» **BRIEF**: Working from the entries below, give again each line from the first through the one containing "use thiserror::Error;", exactly and with nothing else.

Saved entries
□ □ □ □

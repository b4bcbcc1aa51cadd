//! Item-level failures shared by every utility.
//!
//! A `FolioError` always describes a single file or spreadsheet row. Batch
//! drivers record it in the summary and move on to the next item.

use std::io;
use std::path::{Path, PathBuf};
use thiserror::Error;

use crate::parser::frontmatter::FrontmatterError;

#[derive(Debug, Error)]
pub enum FolioError {
    #[error("I/O error on {}: {source}", path.display())]
    Io {
        path: PathBuf,
        #[source]
        source: io::Error,
    },

    #[error("invalid frontmatter in {}: {source}", path.display())]
    Frontmatter {
        path: PathBuf,
        #[source]
        source: FrontmatterError,
    },

    #[error(
        "content of {} differs from {}, refusing to link",
        candidate.display(),
        source_path.display()
    )]
    ContentConflict {
        candidate: PathBuf,
        source_path: PathBuf,
    },

    #[error("document not found: {}", path.display())]
    MissingDocument { path: PathBuf },

    #[error("cannot read spreadsheet {}: {source}", path.display())]
    Spreadsheet {
        path: PathBuf,
        #[source]
        source: csv::Error,
    },

    #[error("invalid spreadsheet {}: {reason}", path.display())]
    InvalidSheet { path: PathBuf, reason: String },

    #[error("cannot serialize frontmatter for {}: {source}", path.display())]
    Serialize {
        path: PathBuf,
        #[source]
        source: serde_yaml::Error,
    },
}

impl FolioError {
    pub fn io(path: &Path, source: io::Error) -> Self {
        FolioError::Io {
            path: path.to_path_buf(),
            source,
        }
    }

    pub fn frontmatter(path: &Path, source: FrontmatterError) -> Self {
        FolioError::Frontmatter {
            path: path.to_path_buf(),
            source,
        }
    }

    /// Warnings are reported but never counted as batch errors
    pub fn is_warning(&self) -> bool {
        matches!(self, FolioError::ContentConflict { .. })
    }
}

pub type FolioResult<T> = std::result::Result<T, FolioError>;
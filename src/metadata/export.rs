//! Flattening article frontmatter into spreadsheet rows.

use serde_yaml::{Mapping, Value};
use std::collections::{BTreeMap, HashSet};
use std::fs;
use std::path::{Path, PathBuf};

use super::discovery::{discover_documents, DocumentEntry};
use super::inherit::effective_mapping;
use super::schema::{all_columns, detect_doc_type, field_for, AuthorAttr, DocType, Field, COL_PATH};
use super::sheet::{append_rows, read_sheet, write_sheet};
use super::value::{render_cell, render_json};
use super::MetadataConfig;
use crate::error::{FolioError, FolioResult};
use crate::parser::frontmatter;
use crate::report::{BatchSummary, Outcome};

#[derive(Debug, Clone)]
pub struct ExportOptions {
    /// Restrict the export to one blog directory
    pub blog: Option<String>,
    pub output: PathBuf,
    /// Append only documents missing from an existing sheet
    pub incremental: bool,
}

/// One document projected onto the sheet columns
#[derive(Debug, Clone)]
pub struct ExportRow {
    pub entry: DocumentEntry,
    pub doc_type: DocType,
    cells: BTreeMap<&'static str, String>,
}

impl ExportRow {
    pub fn cell(&self, column: &str) -> &str {
        self.cells.get(column).map_or("", String::as_str)
    }

    /// Cells in the order of `headers`; unknown headers get empty cells
    pub fn cells_for<S: AsRef<str>>(&self, headers: &[S]) -> Vec<String> {
        headers
            .iter()
            .map(|h| self.cell(h.as_ref()).to_string())
            .collect()
    }
}

#[derive(Debug, Default)]
pub struct ExportReport {
    pub output: PathBuf,
    pub rows_written: usize,
    /// Rows skipped because the sheet already listed the document
    pub already_present: usize,
    /// True when rows were appended to an existing sheet
    pub appended: bool,
    /// Written rows per document type label
    pub by_type: BTreeMap<String, usize>,
    pub summary: BatchSummary,
    pub errors: Vec<FolioError>,
}

/// Project an effective frontmatter mapping onto every sheet column
pub fn build_row(entry: DocumentEntry, effective: &Mapping, config: &MetadataConfig) -> ExportRow {
    let doc_type = detect_doc_type(effective, &config.default_doc_type);
    let specific = doc_type.specific_columns();

    let mut cells = BTreeMap::new();
    for column in all_columns() {
        let Some(field) = field_for(column) else {
            continue;
        };
        if super::schema::SPECIFIC_COLUMNS.contains(&column) && !specific.contains(&column) {
            continue;
        }
        let text = match field {
            Field::Identity if column == COL_PATH => entry.relative.clone(),
            Field::Identity => entry.blog.clone(),
            Field::DocType => doc_type.label().to_string(),
            other => field_text(other, effective),
        };
        if !text.is_empty() {
            cells.insert(column, text);
        }
    }

    ExportRow {
        entry,
        doc_type,
        cells,
    }
}

/// Cell text for a non-identity field of `mapping`
pub fn field_text(field: Field, mapping: &Mapping) -> String {
    match field {
        Field::LinksEnabled => {
            let enabled = mapping.get("links").is_some_and(|v| !v.is_null());
            render_cell(&Value::Bool(enabled))
        }
        Field::LinksData => field_value(field, mapping).map(render_json).unwrap_or_default(),
        _ => field_value(field, mapping).map(render_cell).unwrap_or_default(),
    }
}

/// The stored value a field reads from, if any
pub fn field_value(field: Field, mapping: &Mapping) -> Option<&Value> {
    let value = match field {
        Field::Identity | Field::DocType | Field::LinksEnabled => return None,
        Field::Scalar(key) | Field::List(key) | Field::Date(key) => mapping.get(key)?,
        Field::Citation(sub) => mapping.get("citation")?.as_mapping()?.get(sub)?,
        Field::LinksData => mapping.get("links")?,
        Field::Author(index, attr) => author_value(mapping, index, attr)?,
    };
    (!value.is_null()).then_some(value)
}

fn author_value(mapping: &Mapping, index: usize, attr: AuthorAttr) -> Option<&Value> {
    let author = match mapping.get("author")? {
        Value::Sequence(authors) => authors.get(index.checked_sub(1)?)?,
        single if index == 1 => single,
        _ => return None,
    };

    match (author, attr) {
        (Value::String(_), AuthorAttr::Name) => Some(author),
        (Value::Mapping(fields), AuthorAttr::Affiliation(sub)) => affiliation_with(fields, sub)?.get(sub),
        (Value::Mapping(fields), attr) => fields.get(attr.key()),
        _ => None,
    }
}

/// First mapping entry of an author's `affiliations` list that holds `sub`
pub fn affiliation_with<'a>(author: &'a Mapping, sub: &str) -> Option<&'a Mapping> {
    author
        .get("affiliations")?
        .as_sequence()?
        .iter()
        .filter_map(Value::as_mapping)
        .find(|affiliation| affiliation.contains_key(sub))
}

/// Read and project every discovered article
///
/// Documents that cannot be read or parsed are returned as errors.
pub fn collect_rows(
    base: &Path,
    blog: Option<&str>,
    config: &MetadataConfig,
) -> (Vec<ExportRow>, Vec<FolioError>) {
    let mut rows = Vec::new();
    let mut errors = Vec::new();

    for entry in discover_documents(base, blog, config) {
        let own = fs::read_to_string(&entry.path)
            .map_err(|e| FolioError::io(&entry.path, e))
            .and_then(|content| {
                frontmatter::parse_document(&content)
                    .map(|(mapping, _)| mapping)
                    .map_err(|e| FolioError::frontmatter(&entry.path, e))
            });
        let own = match own {
            Ok(own) => own,
            Err(e) => {
                tracing::warn!(error = %e, "skipping document");
                errors.push(e);
                continue;
            }
        };

        let effective = effective_mapping(&own, &entry.path, base, config.inherit);
        rows.push(build_row(entry, &effective, config));
    }

    rows.sort_by(|a, b| {
        a.entry
            .blog
            .cmp(&b.entry.blog)
            .then_with(|| a.doc_type.label().cmp(b.doc_type.label()))
            .then_with(|| b.entry.created.cmp(&a.entry.created))
    });
    (rows, errors)
}

/// Export metadata of the articles under `base` to a CSV sheet
///
/// # Errors
///
/// Fails when the sheet cannot be written, or in incremental mode when the
/// existing sheet cannot be read or lacks the path column.
pub fn export_metadata(
    base: &Path,
    options: &ExportOptions,
    config: &MetadataConfig,
) -> FolioResult<ExportReport> {
    let (rows, errors) = collect_rows(base, options.blog.as_deref(), config);

    let mut report = ExportReport {
        output: options.output.clone(),
        ..Default::default()
    };
    for error in &errors {
        report.summary.record_error(error);
    }
    report.errors = errors;

    let to_write: Vec<&ExportRow> = if options.incremental && options.output.exists() {
        let sheet = read_sheet(&options.output)?;
        if !sheet.headers.iter().any(|h| h == COL_PATH) {
            return Err(FolioError::InvalidSheet {
                path: options.output.clone(),
                reason: format!("no '{COL_PATH}' column"),
            });
        }
        let known: HashSet<&str> = sheet.rows.iter().filter_map(|r| r.get(COL_PATH)).collect();

        let (present, missing): (Vec<&ExportRow>, Vec<&ExportRow>) =
            rows.iter().partition(|row| known.contains(row.entry.relative.as_str()));
        report.already_present = present.len();
        report.appended = true;

        let cells: Vec<Vec<String>> = missing.iter().map(|row| row.cells_for(&sheet.headers)).collect();
        if !cells.is_empty() {
            append_rows(&options.output, &cells)?;
        }
        missing
    } else {
        let headers = all_columns();
        let cells: Vec<Vec<String>> = rows.iter().map(|row| row.cells_for(&headers)).collect();
        write_sheet(&options.output, &headers, &cells)?;
        rows.iter().collect()
    };

    for row in &to_write {
        *report.by_type.entry(row.doc_type.label().to_string()).or_default() += 1;
        report.summary.record(Outcome::Updated);
    }
    for _ in 0..report.already_present {
        report.summary.record(Outcome::Unchanged);
    }
    report.rows_written = to_write.len();

    tracing::info!(
        output = %options.output.display(),
        written = report.rows_written,
        skipped = report.already_present,
        "metadata export finished"
    );
    Ok(report)
}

□ □ □ □

» **WRITTEN ANSWER**:
repository b4bcbcc1aa51cadd
//! Item-level failures shared by every utility.
//!
//! A `FolioError` always describes a single file or spreadsheet row. Batch
//! drivers record it in the summary and move on to the next item.

use std::io;
use std::path::{Path, PathBuf};
use thiserror::Error;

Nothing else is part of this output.